Researched, designed, and developed a culture page that brings HQZen's software development team and values to life.


Client

BPOSeats

Timeline

July - August 2023

Role

UI/UX DesignerFrontend Developer

Tools

FigmaVue.jsHTML5Sass

Context

As HQZen grew as BPOSeats' flagship SaaS product, the need to communicate who they are became more pressing.

Their website had no dedicated space for culture, values, or the people behind the product, making it harder to attract the right talent, build trust with clients, and establish a distinct brand identity. The goal was to design and develop a culture page that filled that gap, authentically.

Outcome

As a web design intern, I took this project from research all the way through to a live, deployed page, handling UX research, UI design, and frontend implementation. The result was a fully built culture page that showcases HQZen's team, work principles, and company environment through a minimal, brand-aligned layout that feels native to their existing product experience.


KEY STAGES

The project followed a modified design thinking process, with an added Implementation phase to take designs all the way to a live, deployed page.

Empathize

I started with desk research to understand why culture pages matter, how they shape employer branding, attract talent, and set expectations for both candidates and clients.

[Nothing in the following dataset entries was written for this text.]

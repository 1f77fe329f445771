// Copyright (c) 2024-2025 DeepGraph Inc.
// SPDX-License-Identifier: Apache-2.0
//
//! OWS service and REST endpoint access checks

use crate::auth::SecurityContext;
use crate::rules::{HttpMethod, RestAccessRuleDao, ServiceAccessRuleDao};
use std::sync::Arc;

/// Gate on OWS service/method pairs
#[derive(Debug, Clone)]
pub struct ServiceAccessManager {
    dao: Arc<ServiceAccessRuleDao>,
    admin_role: String,
}

impl ServiceAccessManager {
    pub fn new(dao: Arc<ServiceAccessRuleDao>, admin_role: &str) -> Self {
        Self {
            dao,
            admin_role: admin_role.to_string(),
        }
    }

    pub fn dao(&self) -> &Arc<ServiceAccessRuleDao> {
        &self.dao
    }

    pub fn check(&self, ctx: &SecurityContext, service: &str, method: &str) -> bool {
        if ctx.auth.has_authority(&self.admin_role) {
            return true;
        }
        let allowed = self.dao.can_access(&ctx.auth, service, method);
        if !allowed {
            log::debug!("Denied {}.{} to {}", service, method, ctx.auth);
        }
        allowed
    }

    /// Check the service/method of the request in `ctx`; requests outside
    /// any OWS service pass
    pub fn check_request(&self, ctx: &SecurityContext) -> bool {
        match (ctx.request.service(), ctx.request.request()) {
            (Some(service), Some(method)) => self.check(ctx, service, method),
            _ => true,
        }
    }
}

/// Gate on REST paths and HTTP methods
#[derive(Debug, Clone)]
pub struct RestAccessManager {
    dao: Arc<RestAccessRuleDao>,
    admin_role: String,
}

impl RestAccessManager {
    pub fn new(dao: Arc<RestAccessRuleDao>, admin_role: &str) -> Self {
        Self {
            dao,
            admin_role: admin_role.to_string(),
        }
    }

    pub fn dao(&self) -> &Arc<RestAccessRuleDao> {
        &self.dao
    }

    pub fn check(&self, ctx: &SecurityContext, path: &str, method: HttpMethod) -> bool {
        if ctx.auth.has_authority(&self.admin_role) {
            return true;
        }
        self.dao.can_access(&ctx.auth, path, method, &self.admin_role)
    }
}

#[cfg(test)]
mod tests {
    use super::*;
    use crate::auth::{Authentication, RequestContext, ROLE_ADMINISTRATOR};
    use crate::rules::{AccessRule, ServiceAccessRule};

    #[test]
    fn test_service_check_with_admin_bypass() {
        let dao = Arc::new(ServiceAccessRuleDao::new(vec![
            ServiceAccessRule::parse("wfs.Transaction", "WRITER").unwrap(),
        ]));
        let manager = ServiceAccessManager::new(dao, ROLE_ADMINISTRATOR);
        let anon = SecurityContext::new(
            Authentication::anonymous(),
            RequestContext::ows("wfs", "Transaction"),
        );
        assert!(!manager.check_request(&anon));
        assert!(manager.check(&anon, "wfs", "GetFeature"));

        let admin = SecurityContext::from(Authentication::user("admin", [ROLE_ADMINISTRATOR]));
        assert!(manager.check(&admin, "wfs", "Transaction"));
        assert!(manager.check_request(&SecurityContext::anonymous()));
    }

    #[test]
    fn test_rest_defaults() {
        let manager = RestAccessManager::new(Arc::new(RestAccessRuleDao::with_defaults()), ROLE_ADMINISTRATOR);
        let anon = SecurityContext::anonymous();
        assert!(manager.check(&anon, "/rest/workspaces", HttpMethod::Get));
        assert!(!manager.check(&anon, "/rest/workspaces", HttpMethod::Post));
        let admin = SecurityContext::from(Authentication::user("admin", [ROLE_ADMINISTRATOR]));
        assert!(manager.check(&admin, "/rest/workspaces", HttpMethod::Post));
    }
}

Additionally, I also framed the problem into a How Might We question, to help in further ideation.

"How might we effectively communicate the company’s software development team’s culture that attracts both talent and clients?"

From there, my co-intern and I ran a user survey targeting both internal team members and external audiences. With 21 respondents and a tight timeline, the sample was small but actionable, and it surfaced clear patterns in what different audiences expected to find on a culture page.

Define and Design

Survey responses shaped a user persona and empathy map, which guided both content decisions and layout priorities.



From there, I built out the information architecture, mapped the page sections, and moved quickly from low-fidelity sketches to high-fidelity mockups in Figma, incorporating HQZen's existing design system throughout.


Responsiveness was factored in from the start, with mockups designed across desktop, tablet, and mobile breakpoints. Designs were then coded and deployed live via GitHub Pages.

Final Design

The final design balances storytelling with structure, featuring employee highlights, workspace visuals, and the team's work principles. A minimal layout lets HQZen's brand colors and typography carry the tone, making the page feel like a natural extension of the product.


Learnings

Looking back, these were some learnings that now shaped how I think about design:


Scope decisions pragmatically

Working with a limited timeline and a small research pool taught me to move forward with what I had, rather than wait for perfect conditions.

Iteration, iteration, iteration...

Layout decisions rarely land on the first try. This project pushed me to keep exploring arrangements until the structure actually served the content.

Creating down-to-earth designs

Wearing both the designer and developer hat meant I had to stay honest with myself. If I couldn't build it well, it wasn't a good design.